Lee Elliot Major responds to George Monbiot in The Guardian.

It is absolutely right for George Monbiot to describe the continued dominance of the social elite among the upper echelons of professional and public life as “grotesque, invidious and socially destructive” (Plan after plan fails to make Oxbridge access fair. There is another way, 25 May).

It is also true that these trends are fuelled largely by the exclusive intakes of Oxbridge and other elite universities, which in turn reflect the educational inequalities that emerge so early in children’s lives, and widen thereafter.

But the key finding highlighted by the Office for Fair Access‘s recent report is not that “the proportion of poor students these universities accept has fallen over the past 15 years”, as Monbiot claims, but something arguably much more disturbing. The starkest gap is between children from the richest (actually most highly educated) 20% of homes in England, who continue to dominate elite admissions, and the rest. Elite university access is not just a problem for the underprivileged, but for the 80% of children not lucky enough to benefit from the small cadre of independent and state schools that supply the lion’s share of Oxbridge candidates.

Monbiot’s scathing verdict on outreach schemes is: “None of them work. The elaborate schemes supposed to widen access to the UK’s top universities – the summer schools, the mentoring programmes, the taster days, the bursaries and scholarships – have failed.” But who knows how much worse these statistics would be were it not for the schemes undertaken by universities during the last decade? Thousands of state pupils have benefited from Sutton Trust summer schools – many of whom are now Oxbridge graduates.

Under Monbiot’s “short and simple solution” – originally proposed, as he says, by the journalist Peter Wilby – Oxford and Cambridge would “offer places to the top one or two pupils from every school, regardless of grades. The next-best universities would offer places to the pupils who come third and fourth, and so on downwards.” The attraction of this radical scheme is that it would create a powerful incentive for middle-class parents to send their children to lower-performing schools, and broaden the social mix of all schools.

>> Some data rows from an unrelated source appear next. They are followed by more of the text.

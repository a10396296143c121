//! The universal guarantees: bounded latency, always-returns, deterministic
//! assembly, budget compliance, and event coverage.

use super::*;

#[tokio::test(start_paused = true)]
async fn load_returns_within_the_effective_deadline() {
    let tree = TestTree::new();
    tree.write("core/a.md", "aaa").await;
    tree.write("guidelines/g.md", "ggg").await;
    let source = ScriptedSource::new();
    source.delay(tree.path("core/a.md"), Duration::from_secs(60));
    source.delay(tree.path("guidelines/g.md"), Duration::from_secs(60));
    let loader = build_loader(&tree, EventBus::new(), Some(source), |_| {}).await;

    let started = tokio::time::Instant::now();
    let result = loader
        .load(LoadRequest {
            layers: Some(vec!["core".to_string(), "guidelines".to_string()]),
            timeout_override_ms: Some(200),
            ..LoadRequest::default()
        })
        .await
        .expect("load");
    let elapsed = started.elapsed();

    // D = 200ms; jitter allowance is max(10ms, 2% of D) = 10ms.
    assert!(elapsed <= Duration::from_millis(210), "took {elapsed:?}");
    assert!(result.duration_ms <= 210);
    assert_eq!(result.status, LoadStatus::Timeout);
    assert!(result
        .warnings
        .iter()
        .any(|warning| warning.reason == "skipped:deadline"));
}

#[tokio::test]
async fn load_always_returns_a_result() {
    // Missing content root: no layers exist, nothing to read.
    let tree = TestTree::new();
    let loader = build_loader(&tree, EventBus::new(), None, |config| {
        config.content_root = tree.path("does-not-exist");
    })
    .await;

    let result = loader
        .load(LoadRequest {
            task: Some("anything at all".to_string()),
            ..LoadRequest::default()
        })
        .await
        .expect("task-only load");
    assert!(result.layers_loaded.is_empty());

    let result = loader
        .load(LoadRequest {
            layers: Some(vec!["ghost".to_string()]),
            ..LoadRequest::default()
        })
        .await
        .expect("unknown-layer load");
    assert!(result
        .warnings
        .iter()
        .any(|warning| warning.reason == "unknown_layer"));

    // The only rejected shape: no task, no layers.
    let error = loader.load(LoadRequest::default()).await.expect_err("empty");
    assert!(error.is_bad_request());
}

#[tokio::test]
async fn assembly_is_byte_identical_across_runs() {
    let tree = TestTree::new();
    tree.write("core/a.md", "alpha\n").await;
    tree.write("core/b.md", "beta\n").await;
    tree.write("guidelines/g.md", "gamma\n").await;
    let loader = build_loader(&tree, EventBus::new(), None, |_| {}).await;
    let request = || LoadRequest {
        layers: Some(vec!["core".to_string(), "guidelines".to_string()]),
        ..LoadRequest::default()
    };

    let first = loader.load(request()).await.expect("first");
    assert_eq!(first.status, LoadStatus::Success);
    for _ in 0..3 {
        let again = loader.load(request()).await.expect("repeat");
        assert_eq!(again.content.as_bytes(), first.content.as_bytes());
        assert_eq!(again.layers_loaded, first.layers_loaded);
    }
}

#[tokio::test]
async fn budget_is_respected_when_layer_costs_fit_exactly() {
    let tree = TestTree::new();
    // 400 bytes = 100 tokens per layer.
    tree.write_bytes("core/a.md", &[b'a'; 400]).await;
    tree.write_bytes("guidelines/g.md", &[b'g'; 400]).await;
    tree.write_bytes("practices/p.md", &[b'p'; 400]).await;
    let loader = build_loader(&tree, EventBus::new(), None, |config| {
        config.loading.default_layers = Vec::new();
    })
    .await;

    let result = loader
        .load(LoadRequest {
            layers: Some(vec!["*".to_string()]),
            token_budget: Some(200),
            ..LoadRequest::default()
        })
        .await
        .expect("load");
    assert_eq!(result.layers_loaded.len(), 2);
    assert!(result.approximate_tokens <= 200);
    assert_eq!(
        result
            .warnings
            .iter()
            .filter(|warning| warning.reason == "skipped:budget")
            .count(),
        1
    );
}

#[tokio::test]
async fn every_load_brackets_events_exactly_once() {
    let tree = TestTree::new();
    tree.write("core/a.md", "aaa").await;
    tree.write("guidelines/g.md", "ggg").await;
    let bus = EventBus::new();
    let mut events = bus.subscribe();
    let loader = build_loader(&tree, bus.clone(), None, |_| {}).await;

    let result = loader
        .load(LoadRequest {
            layers: Some(vec!["core".to_string(), "guidelines".to_string()]),
            ..LoadRequest::default()
        })
        .await
        .expect("load");
    assert_eq!(result.layers_loaded.len(), 2);

    let kinds = drain_kinds(&mut events);
    assert_eq!(count_kind(&kinds, EventKind::LoadStart), 1);
    assert_eq!(count_kind(&kinds, EventKind::LoadComplete), 1);
    assert_eq!(count_kind(&kinds, EventKind::LoadLayerStart), 2);
    assert_eq!(
        count_kind(&kinds, EventKind::LoadLayerComplete)
            + count_kind(&kinds, EventKind::LoadLayerFallback),
        2
    );
}

#[tokio::test]
async fn events_carry_the_request_correlation_id() {
    let tree = TestTree::new();
    tree.write("core/a.md", "aaa").await;
    let bus = EventBus::new();
    let mut events = bus.subscribe();
    let loader = build_loader(&tree, bus.clone(), None, |_| {}).await;

    let result = loader
        .load(LoadRequest {
            layers: Some(vec!["core".to_string()]),
            correlation_id: Some("req-42".to_string()),
            ..LoadRequest::default()
        })
        .await
        .expect("load");
    assert_eq!(result.correlation_id, "req-42");
    for event in events.drain() {
        assert_eq!(event.correlation_id, "req-42", "{:?}", event.kind);
    }
}

#[tokio::test]
async fn disabled_event_bus_still_loads() {
    let tree = TestTree::new();
    tree.write("core/a.md", "aaa").await;
    let bus = EventBus::new();
    let mut events = bus.subscribe();
    let loader = build_loader(&tree, bus.clone(), None, |config| {
        config.events_enabled = false;
    })
    .await;

    let result = loader
        .load(LoadRequest {
            layers: Some(vec!["core".to_string()]),
            ..LoadRequest::default()
        })
        .await
        .expect("load");
    assert_eq!(result.status, LoadStatus::Success);
    // The builder swapped in a disabled bus; the external one saw nothing.
    assert!(events.drain().is_empty());
    assert!(!loader.event_bus().is_enabled());
}
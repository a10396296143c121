use std::collections::VecDeque;
use std::sync::atomic::{AtomicBool, AtomicU64, Ordering};
use std::sync::{Arc, Mutex};

use tokio::sync::Notify;

use crate::event::{Event, EventKind};

/// Queue depth handed to [`EventBus::subscribe`].
pub const DEFAULT_SUBSCRIBER_CAPACITY: usize = 256;

/// Fan-out bus. Cloning shares the subscriber set.
#[derive(Clone)]
pub struct EventBus {
    inner: Option<Arc<BusInner>>,
}

struct BusInner {
    subscribers: Mutex<Vec<Arc<SubscriberQueue>>>,
    dropped: AtomicU64,
}

struct SubscriberQueue {
    events: Mutex<QueueState>,
    capacity: usize,
    notify: Notify,
    detached: AtomicBool,
}

struct QueueState {
    events: VecDeque<Event>,
    /// Events dropped since this subscriber last received; surfaced as a
    /// synthetic `bus.drop` event ahead of the next delivery.
    pending_drops: u64,
}

impl EventBus {
    pub fn new() -> Self {
        Self {
            inner: Some(Arc::new(BusInner {
                subscribers: Mutex::new(Vec::new()),
                dropped: AtomicU64::new(0),
            })),
        }
    }

    /// A bus whose `publish` is a no-op. Subscriptions created on it never
    /// yield events.
    pub fn disabled() -> Self {
        Self { inner: None }
    }

    pub fn is_enabled(&self) -> bool {
        self.inner.is_some()
    }

    pub fn subscribe(&self) -> Subscription {
        self.subscribe_with_capacity(DEFAULT_SUBSCRIBER_CAPACITY)
    }

    pub fn subscribe_with_capacity(&self, capacity: usize) -> Subscription {
        let Some(inner) = &self.inner else {
            return Subscription { queue: None };
        };
        let queue = Arc::new(SubscriberQueue {
            events: Mutex::new(QueueState {
                events: VecDeque::new(),
                pending_drops: 0,
            }),
            capacity: capacity.max(1),
            notify: Notify::new(),
            detached: AtomicBool::new(false),
        });
        inner
            .subscribers
            .lock()
            .expect("subscriber list poisoned")
            .push(Arc::clone(&queue));
        Subscription { queue: Some(queue) }
    }

    /// Delivers `event` to every live subscriber without blocking. Overflowing
    /// queues shed their oldest entries; the shed count is accounted globally
    /// and replayed to the affected subscriber as a `bus.drop` event.
    pub fn publish(&self, event: Event) {
        let Some(inner) = &self.inner else {
            return;
        };
        let mut subscribers = inner
            .subscribers
            .lock()
            .expect("subscriber list poisoned");
        subscribers.retain(|queue| !queue.detached.load(Ordering::Acquire));
        for queue in subscribers.iter() {
            let dropped = queue.push(event.clone());
            if dropped > 0 {
                inner.dropped.fetch_add(dropped, Ordering::Relaxed);
            }
        }
    }

    /// Total events shed across all subscribers since construction.
    pub fn dropped_events(&self) -> u64 {
        self.inner
            .as_ref()
            .map(|inner| inner.dropped.load(Ordering::Relaxed))
            .unwrap_or(0)
    }
}

impl Default for EventBus {
    fn default() -> Self {
        Self::new()
    }
}

impl SubscriberQueue {
    /// Enqueues an event, shedding from the front when full. Returns how many
    /// events were shed.
    fn push(&self, event: Event) -> u64 {
        let mut state = self.events.lock().expect("subscriber queue poisoned");
        let mut shed = 0;
        while state.events.len() >= self.capacity {
            state.events.pop_front();
            shed += 1;
        }
        state.events.push_back(event);
        state.pending_drops += shed;
        drop(state);
        self.notify.notify_one();
        shed
    }

    fn pop(&self) -> Option<Event> {
        let mut state = self.events.lock().expect("subscriber queue poisoned");
        if state.pending_drops > 0 {
            let count = state.pending_drops;
            state.pending_drops = 0;
            // Correlation is meaningless for a gap marker.
            return Some(Event::new(EventKind::BusDrop, "bus").with_field("dropped", count));
        }
        state.events.pop_front()
    }
}

/// Receiving side of a subscription. Dropping it detaches from the bus.
pub struct Subscription {
    queue: Option<Arc<SubscriberQueue>>,
}

impl Subscription {
    /// Waits for the next event. Returns `None` only for subscriptions made
    /// on a disabled bus.
    pub async fn recv(&mut self) -> Option<Event> {
        let queue = self.queue.as_ref()?;
        loop {
            if let Some(event) = queue.pop() {
                return Some(event);
            }
            queue.notify.notified().await;
        }
    }

    /// Non-blocking receive.
    pub fn try_recv(&mut self) -> Option<Event> {
        self.queue.as_ref()?.pop()
    }

    /// Drains everything currently queued.
    pub fn drain(&mut self) -> Vec<Event> {
        let mut drained = Vec::new();
        while let Some(event) = self.try_recv() {
            drained.push(event);
        }
        drained
    }
}

impl Drop for Subscription {
    fn drop(&mut self) {
        if let Some(queue) = &self.queue {
            queue.detached.store(true, Ordering::Release);
        }
    }
}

Unfortunately, this solution is, in its purest form, unworkable. Universities live or die by the academic standards they uphold. No elite university would allow students on to its degree courses unless they had shown that they could survive and flourish in an academically demanding environment – irrespective of how highly ranked they may have been at their school. To do so could be disastrous for the student and the university.

Our trust reviewed the use of percent schemes, which adopt a similar approach to those in the United States, when developing our pilot scheme, now operating at Exeter and Leeds universities. Students are identified early in local schools serving disadvantaged areas, but given support by the universities over a number of years so they make the grade when they are 18. The impact of the scheme is currently being measured by a randomised trial. This is not the simple fix for low social mobility that we all wish for. But, unlike most education reforms, we will know whether it works or not.